Feel (stylized as FEEL) is the eleventh studio and second bilingual (English–Japanese) album by Japanese recording artist Namie Amuro. It serves as the singer's first record with Dimension Point—a sub-label through Avex Trax—on July 10, 2013 in three physical formats, and for digital consumption. The album was primarily handled by Western producers, such as Zedd, Dsign Music, Anthony Maniscalco, Steven Lee, amongst others. Stylistically, Feel encompasses a wide range of mid-to-uptempo electronic dance styles including electropop, house, and contemporary dance music, and focuses on themes of love, having fun, and empowerment.

Feel received generally favorable reviews from music critics. Majority of the reviews praised the singer's transition into dance music, and complimented the album's polished production, whereas some felt certain tracks lacked innovation and surprise. Commercially, the album was a success in Japan, peaking at number one on the Oricon Albums Chart and Billboard Hot Albums Sales Chart. It was certified platinum by the Recording Industry Association of Japan (RIAJ) for shipments of 250,000 units, and sold over 400,000 copies in total. The album experienced success in other Asian territories, charting in both South Korea and Taiwan respectively.
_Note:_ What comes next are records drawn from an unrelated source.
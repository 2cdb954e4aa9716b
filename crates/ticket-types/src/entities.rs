//! # Core Domain Entities
//!
//! The canonical ticket shape every provider payload is normalized into.
//!
//! ## Identity
//!
//! - `id`: generated at normalization time, unique per record
//! - `(external_source, external_id)`: the provider-assigned natural key used
//!   for deduplication. At most one ticket exists per natural key.

use chrono::{DateTime, Utc};
use serde::{Deserialize, Deserializer, Serialize, Serializer};
use std::fmt;
use std::str::FromStr;
use uuid::Uuid;

use crate::errors::UnknownProvider;

/// Raw, unmodelled provider attributes stored alongside the ticket.
pub type Attributes = serde_json::Map<String, serde_json::Value>;

// =============================================================================
// PROVIDERS
// =============================================================================

/// External helpdesk systems that deliver webhooks.
#[derive(Debug, Clone, Copy, PartialEq, Eq, Hash, Serialize, Deserialize)]
#[serde(rename_all = "lowercase")]
pub enum Provider {
    /// Flat payloads, HMAC-signed bodies.
    Freshdesk,
    /// Optionally nested payloads, HTTP Basic credentials.
    Zendesk,
}

impl Provider {
    /// All supported providers.
    pub const ALL: [Provider; 2] = [Provider::Freshdesk, Provider::Zendesk];

    /// Value stored in `external_source`.
    pub fn as_str(&self) -> &'static str {
        match self {
            Provider::Freshdesk => "freshdesk",
            Provider::Zendesk => "zendesk",
        }
    }
}

impl fmt::Display for Provider {
    fn fmt(&self, f: &mut fmt::Formatter<'_>) -> fmt::Result {
        f.write_str(self.as_str())
    }
}

impl FromStr for Provider {
    type Err = UnknownProvider;

    fn from_str(s: &str) -> Result<Self, Self::Err> {
        match s {
            "freshdesk" => Ok(Provider::Freshdesk),
            "zendesk" => Ok(Provider::Zendesk),
            other => Err(UnknownProvider(other.to_string())),
        }
    }
}

// =============================================================================
// PRIORITY
// =============================================================================

/// Ticket priority.
///
/// Providers occasionally send priority names outside the four canonical
/// levels; those are kept verbatim in [`Priority::Other`] so the stored value
/// matches what the provider sent.
#[derive(Debug, Clone, PartialEq, Eq, Hash, Default)]
pub enum Priority {
    Low,
    #[default]
    Medium,
    High,
    Urgent,
    /// Provider-supplied string that is not one of the canonical names.
    Other(String),
}

impl Priority {
    /// Map a numeric provider code (`1..=4`) to a canonical level.
    pub fn from_code(code: i64) -> Option<Self> {
        match code {
            1 => Some(Priority::Low),
            2 => Some(Priority::Medium),
            3 => Some(Priority::High),
            4 => Some(Priority::Urgent),
            _ => None,
        }
    }

    /// Interpret a provider string without altering it.
    ///
    /// Only the exact lowercase canonical names map to the named variants.
    pub fn verbatim(value: &str) -> Self {
        match value {
            "low" => Priority::Low,
            "medium" => Priority::Medium,
            "high" => Priority::High,
            "urgent" => Priority::Urgent,
            other => Priority::Other(other.to_string()),
        }
    }

    pub fn as_str(&self) -> &str {
        match self {
            Priority::Low => "low",
            Priority::Medium => "medium",
            Priority::High => "high",
            Priority::Urgent => "urgent",
            Priority::Other(value) => value,
        }
    }
}

impl fmt::Display for Priority {
    fn fmt(&self, f: &mut fmt::Formatter<'_>) -> fmt::Result {
        f.write_str(self.as_str())
    }
}

impl Serialize for Priority {
    fn serialize<S>(&self, serializer: S) -> Result<S::Ok, S::Error>
    where
        S: Serializer,
    {
        serializer.serialize_str(self.as_str())
    }
}

impl<'de> Deserialize<'de> for Priority {
    fn deserialize<D>(deserializer: D) -> Result<Self, D::Error>
    where
        D: Deserializer<'de>,
    {
        let value = String::deserialize(deserializer)?;
        Ok(Priority::verbatim(&value))
    }
}

// =============================================================================
// NATURAL KEY
// =============================================================================

/// Provider-assigned identity of an external event.
#[derive(Debug, Clone, PartialEq, Eq, Hash, Serialize, Deserialize)]
pub struct NaturalKey {
    pub external_source: String,
    pub external_id: String,
}

impl NaturalKey {
    pub fn new(external_source: impl Into<String>, external_id: impl Into<String>) -> Self {
        Self {
            external_source: external_source.into(),
            external_id: external_id.into(),
        }
    }
}

impl fmt::Display for NaturalKey {
    fn fmt(&self, f: &mut fmt::Formatter<'_>) -> fmt::Result {
        write!(f, "{}:{}", self.external_source, self.external_id)
    }
}

// =============================================================================
// CANONICAL TICKET
// =============================================================================

/// Status assigned when a provider does not supply one.
pub const DEFAULT_STATUS: &str = "open";

/// The unified representation of a support ticket.
///
/// Created once at first successful ingestion of an external event. The
/// enrichment, SLA and lifecycle timestamps are owned by later stages and
/// stay at their defaults here.
#[derive(Debug, Clone, PartialEq, Serialize, Deserialize)]
pub struct CanonicalTicket {
    pub id: Uuid,
    pub external_id: String,
    pub external_source: String,

    pub title: String,
    pub description: String,
    pub status: String,
    pub priority: Priority,

    // Enrichment (populated downstream)
    #[serde(default)]
    pub category: String,
    #[serde(default)]
    pub subcategory: String,
    #[serde(default)]
    pub intent: String,
    #[serde(default)]
    pub sentiment: String,
    #[serde(default)]
    pub urgency_score: f64,

    /// Raw provider payload, verbatim.
    #[serde(default)]
    pub entities: Attributes,

    pub customer_id: Option<Uuid>,
    #[serde(default)]
    pub customer_email: String,
    #[serde(default)]
    pub customer_name: String,

    pub sla_due_at: Option<DateTime<Utc>>,
    #[serde(default)]
    pub sla_breached: bool,

    #[serde(default)]
    pub tags: Vec<String>,

    pub created_at: DateTime<Utc>,
    pub updated_at: DateTime<Utc>,
    pub resolved_at: Option<DateTime<Utc>>,
    pub closed_at: Option<DateTime<Utc>>,
}

impl CanonicalTicket {
    /// A fresh ticket for the given natural key with a new id, current
    /// timestamps and every content field at its default.
    pub fn new(external_source: impl Into<String>, external_id: impl Into<String>) -> Self {
        let now = Utc::now();
        Self {
            id: Uuid::new_v4(),
            external_id: external_id.into(),
            external_source: external_source.into(),
            title: String::new(),
            description: String::new(),
            status: DEFAULT_STATUS.to_string(),
            priority: Priority::default(),
            category: String::new(),
            subcategory: String::new(),
            intent: String::new(),
            sentiment: String::new(),
            urgency_score: 0.0,
            entities: Attributes::new(),
            customer_id: None,
            customer_email: String::new(),
            customer_name: String::new(),
            sla_due_at: None,
            sla_breached: false,
            tags: Vec::new(),
            created_at: now,
            updated_at: now,
            resolved_at: None,
            closed_at: None,
        }
    }

    pub fn natural_key(&self) -> NaturalKey {
        NaturalKey::new(self.external_source.clone(), self.external_id.clone())
    }

    /// Append a tag, keeping first-seen order and skipping duplicates.
    pub fn add_tag(&mut self, tag: impl Into<String>) {
        let tag = tag.into();
        if !self.tags.contains(&tag) {
            self.tags.push(tag);
        }
    }
}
In order to promote the album, Amuro released five singles: "Big Boys Cry" and "Beautiful" were distributed as a double A-side bundle, but resulted in being one of her lowest-selling efforts in Japan. Additionally, three digital recordings—"Contrail", "Hands on Me" and "Heaven"—experienced success on digital charts throughout the same region. Furthermore, Amuro promoted the album's material on her Feel Tour 2013, which traveled throughout Japan and different parts of Asia; a live DVD with the same name was distributed the following year.

Background and production

As part of Amuro's 20th career celebration in 2012, she released her first bilingual studio album Uncontrolled in June. Not only was the record a shift from her traditional urban style to contemporary electronic dance music, but it was the first time Amuro worked with a team of international songwriters and music producers. In February 2013, publications in Japan confirmed that Amuro was working on a new studio album, and would precede with the album's first single that same year; this turned out to be the A-side release "Big Boys Cry" and "Beautiful". That same year, Amuro launched her own record label Dimension Point, in partnership with Avex Trax and their management. Originally, the singer had intended to depart from Avex and the management company Vision Factory after seventeen years together. However, Avex confirmed that Dimension Point would be put in place to allow Amuro to take control of her music and personal ventures. Additionally, the confirmed that her album—titled Feel—would be the labels first offering.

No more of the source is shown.